Monday, 19 December 2016 15:48


Laura Mills from Moscow, The Wall Street Journal, 19.12.2016   

Ukrainian government said the move to nationalize Privatbank was necessary to prevent a financial meltdown


Nationalized Ukrainian lender Privatbank has a 148 billion hryvnia ($5.6 billion) hole in its balance sheet, the country’s central bank governor said Monday.  


Valeria Gontareva said in a televised briefing that “for almost a year the bank didn't carry out mandatory norms of reserves.” She said that lending to companies related to the bank’s shareholders amounted to 97% of its loan portfolio.  


Ms. Gontareva and Ukraine’s Finance Minister Oleksandr Danylyuk urged calm and said depositors’ money was safe. The bank would be fully supported and given necessary liquidity by the National Bank, Ms. Gontareva said.


The government said the move to nationalize Privatbank, Ukraine’s largest private lender which holds a third of the country’s total deposits and handles about 75% of all payment transactions, was necessary to prevent a financial meltdown in the country.  

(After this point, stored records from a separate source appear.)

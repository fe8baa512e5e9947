//! Conformance harness — scheduling invariant tests.
//!
//! Enforces the MUST-level properties of the admission engine against
//! full scheduler runs (phase events in, broadcast table out).
//!
//! Invariant coverage:
//! - Disjointness: guard-expanded allocations never overlap
//! - Coverage: every microsecond of the data phase is accounted for
//!   after each boundary
//! - Atomicity: a rejected request mutates nothing
//! - Round-trip: add then delete restores the free time
//! - Monotonic shrink: modify never grows an allocation
//! - Scenario suite A–E: exact placements, rejections, gap filling
//! - Lifecycle: persistence, cleanup, FIFO batching, result delivery

mod common;

mod invariants;
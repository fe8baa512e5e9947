//! Cross-cutting invariants checked over full scheduler runs.

use airtime_sched::{AdmissionResult, AllocationKey, PolicyKind, RejectReason};

use crate::common::{
    accounted_width, boundary, fillers, iso, reservations, scheduler, start, CYCLE_US,
};

// ─── Disjointness and coverage ────────────────────────────────────────

#[test]
fn disjointness_holds_across_mixed_admissions() {
    let mut sched = scheduler(PolicyKind::Periodic);
    start(&mut sched);

    sched.on_add_request(iso(1, 10, 20, 20_000, 20_000, 0, true));
    sched.on_add_request(iso(2, 11, 20, 5_000, 5_000, 10, true));
    sched.on_add_request(iso(3, 12, 21, 3_000, 4_000, 0, false));
    boundary(&mut sched);

    crate::common::assert_disjoint(&sched);
    assert_eq!(accounted_width(&sched), CYCLE_US);
}

#[test]
fn coverage_holds_after_every_boundary() {
    let mut sched = scheduler(PolicyKind::Periodic);
    start(&mut sched);

    for round in 0..4u8 {
        sched.on_add_request(iso(round + 1, 10 + round, 20, 2_000, 3_000, 0, round % 2 == 0));
        boundary(&mut sched);
        assert_eq!(
            accounted_width(&sched),
            CYCLE_US,
            "coverage broken after boundary {round}"
        );
        crate::common::assert_disjoint(&sched);
        sched.drain_results();
    }
}

// ─── Atomicity of rejection ───────────────────────────────────────────

#[test]
fn rejected_periodic_request_mutates_nothing() {
    // Twin schedulers: one receives a doomed periodic request, the
    // other does not. Their broadcast tables must come out identical.
    let mut with_reject = scheduler(PolicyKind::Periodic);
    let mut control = scheduler(PolicyKind::Periodic);
    for sched in [&mut with_reject, &mut control] {
        sched.on_cycle_started(40_000, 0).unwrap();
        sched.on_data_phase_started().unwrap();
        sched.on_add_request(iso(1, 10, 20, 20_000, 20_000, 0, true));
        sched.on_cycle_started(40_000, 0).unwrap();
        sched.on_data_phase_started().unwrap();
        sched.drain_results();
    }

    // Only one repetition can fit: rejected, nothing committed.
    with_reject.on_add_request(iso(2, 11, 20, 5_000, 5_000, 2, true));
    for sched in [&mut with_reject, &mut control] {
        sched.on_cycle_started(40_000, 0).unwrap();
        sched.on_data_phase_started().unwrap();
    }

    assert_eq!(
        with_reject.drain_results(),
        vec![AdmissionResult::Rejected(RejectReason::BrokenPeriodicity)]
    );
    assert_eq!(with_reject.allocation_table(), control.allocation_table());
}

// ─── Round-trip: add then delete ──────────────────────────────────────

#[test]
fn add_then_delete_restores_the_free_time() {
    let mut sched = scheduler(PolicyKind::Periodic);
    start(&mut sched);
    sched.on_add_request(iso(1, 10, 20, 20_000, 20_000, 0, true));
    boundary(&mut sched);
    assert!(sched.drain_results()[0].is_accepted());

    sched
        .on_delete_request(AllocationKey {
            id: 1,
            source: 10,
            dest: 20,
        })
        .unwrap();
    boundary(&mut sched);

    // Back to the pristine layout: one contention period over the whole
    // data phase (split only by the CBAP field limit).
    assert!(reservations(&sched).is_empty());
    assert_eq!(fillers(&sched), vec![(0, 65_535), (65_535, 100_000)]);
}

#[test]
fn delete_of_a_periodic_allocation_frees_every_block() {
    let mut sched = scheduler(PolicyKind::Periodic);
    start(&mut sched);
    sched.on_add_request(iso(2, 11, 20, 5_000, 5_000, 10, true));
    boundary(&mut sched);
    assert!(sched.drain_results()[0].is_accepted());
    let placed = reservations(&sched)[0];
    assert!(placed.block_count >= 2);

    sched
        .on_delete_request(AllocationKey {
            id: 2,
            source: 11,
            dest: 20,
        })
        .unwrap();
    boundary(&mut sched);

    assert!(reservations(&sched).is_empty());
    assert_eq!(accounted_width(&sched), CYCLE_US);
    assert_eq!(fillers(&sched), vec![(0, 65_535), (65_535, 100_000)]);
}

// ─── Monotonic shrink ─────────────────────────────────────────────────

#[test]
fn shrink_grows_free_width_by_exactly_the_difference() {
    let mut sched = scheduler(PolicyKind::Periodic);
    start(&mut sched);
    sched.on_add_request(iso(1, 10, 20, 20_000, 20_000, 0, true));
    boundary(&mut sched);
    sched.drain_results();
    let free_before: u32 = fillers(&sched).iter().map(|(s, e)| e - s).sum();

    sched.on_add_request(iso(1, 10, 20, 15_000, 15_000, 0, true));
    boundary(&mut sched);
    assert!(sched.drain_results()[0].is_accepted());
    let free_after: u32 = fillers(&sched).iter().map(|(s, e)| e - s).sum();

    assert_eq!(free_after - free_before, 5_000);
}

#[test]
fn shrink_of_a_periodic_allocation_frees_every_tail() {
    let mut sched = scheduler(PolicyKind::Periodic);
    start(&mut sched);
    sched.on_add_request(iso(2, 11, 20, 5_000, 5_000, 10, true));
    boundary(&mut sched);
    assert!(sched.drain_results()[0].is_accepted());
    let blocks = u32::from(reservations(&sched)[0].block_count);
    let free_before: u32 = fillers(&sched).iter().map(|(s, e)| e - s).sum();

    sched.on_add_request(iso(2, 11, 20, 4_000, 4_000, 10, true));
    boundary(&mut sched);
    assert!(sched.drain_results()[0].is_accepted());
    let free_after: u32 = fillers(&sched).iter().map(|(s, e)| e - s).sum();

    assert_eq!(free_after - free_before, 1_000 * blocks);
    crate::common::assert_disjoint(&sched);
}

Mr. Danylyuk also said that the move was supported by Ukraine’s international partners, and would help speed up the delivery of another tranche from the International Monetary Fund, which has pledged a $17.5 billion bailout program after the country was buffeted by a conflict with Russia-backed separatists and the collapse of its currency. 


Privatbank is controlled by tycoon Ihor Kolomoisky, who bankrolled armed formations supporting the Ukrainian military in its fight against Russia-backed separatists and who owns one of Ukraine’s most popular television channels. 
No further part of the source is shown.